STOCKHOLM, Sweden - Two Israelis and an American won the 2004 Nobel Prize for Chemistry on Wednesday for helping to understand how the human body gives the "kiss of death" to faulty proteins to defend itself from diseases like cancer.Israelis Aaron Ciechanover, 57, Avram Hershko, 67 - the first Israelis to win a chemistry prize - and Irwin Rose, 78, were honored by the Royal Swedish Academy of Sciences for their work in the 1980s that discovered one of the cell's most important cyclical processes, regulated protein degradation.
[Jerusalem Post coverage; Haaretz coverage (whence quote); announcement on Nobel Committee website]
Most fittingly, the announcement came on the eve of the day Israeli Jews celebrate the holiday of Simchat Torah, which can be translated as "rejoicing in learning". (Diaspora Jews observe it one day later.)

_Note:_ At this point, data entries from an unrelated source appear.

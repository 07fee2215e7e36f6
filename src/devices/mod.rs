//! Ledstrip and light sensor devices.
//!
//! The calibrator only talks to the [`LightOutput`] and [`LightMeter`] traits,
//! so sweeps can run against the real iotsa devices or against test doubles.
//! Opening and closing the real devices goes through [`IotsaModule`].

mod ledstrip;
mod module;
mod sensor;

use async_trait::async_trait;
use thiserror::Error;

use crate::color::Rgbw;
use crate::iotsa::IotsaError;

pub use ledstrip::{Ledstrip, LedstripInfo, POSTPONE_SLEEP_MILLIS};
pub use module::IotsaModule;
pub use sensor::{Sensor, SensorReading};

/// Device errors.
#[derive(Error, Debug)]
pub enum DeviceError {
    #[error(transparent)]
    Iotsa(#[from] IotsaError),
    #[error("{0}")]
    Other(String),
}

impl DeviceError {
    /// Whether the device could not be opened (DNS or connection failure).
    pub fn is_open_failure(&self) -> bool {
        match self {
            DeviceError::Iotsa(e) => e.is_open_failure(),
            DeviceError::Other(_) => false,
        }
    }
}

/// Something that can be told which color to emit.
#[async_trait]
pub trait LightOutput: Send + Sync {
    async fn set_color(&self, color: Rgbw) -> Result<(), DeviceError>;
}

/// Something that can measure the light it receives.
#[async_trait]
pub trait LightMeter: Send + Sync {
    async fn measure(&self) -> Result<SensorReading, DeviceError>;
}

Aaron and Avram's magnificent achievement however does not make them the first two Jewish Nobel laureates in Chemistry: that list has twenty-four entries (this year's three included). [Not to mention the 47 in Medicine and Physiology (a.k.a. biomedical sciences), the 41 in Physics, and 17 in Economics --- the latter including expat Israeli Daniel Kahaneman. There are no Nobel Prizes for Mathematics or for Computer Science: the top awards in these fields are the Fields Medal and the ACM Turing Prize, respectively. One-third of all Fields Medal laureates are Jewish, as are one-quarter of all Turing Prize winners. The latter list includes three Israelis so far, namely Michael Rabin, Amir Pnueli, and Adi Shamir.]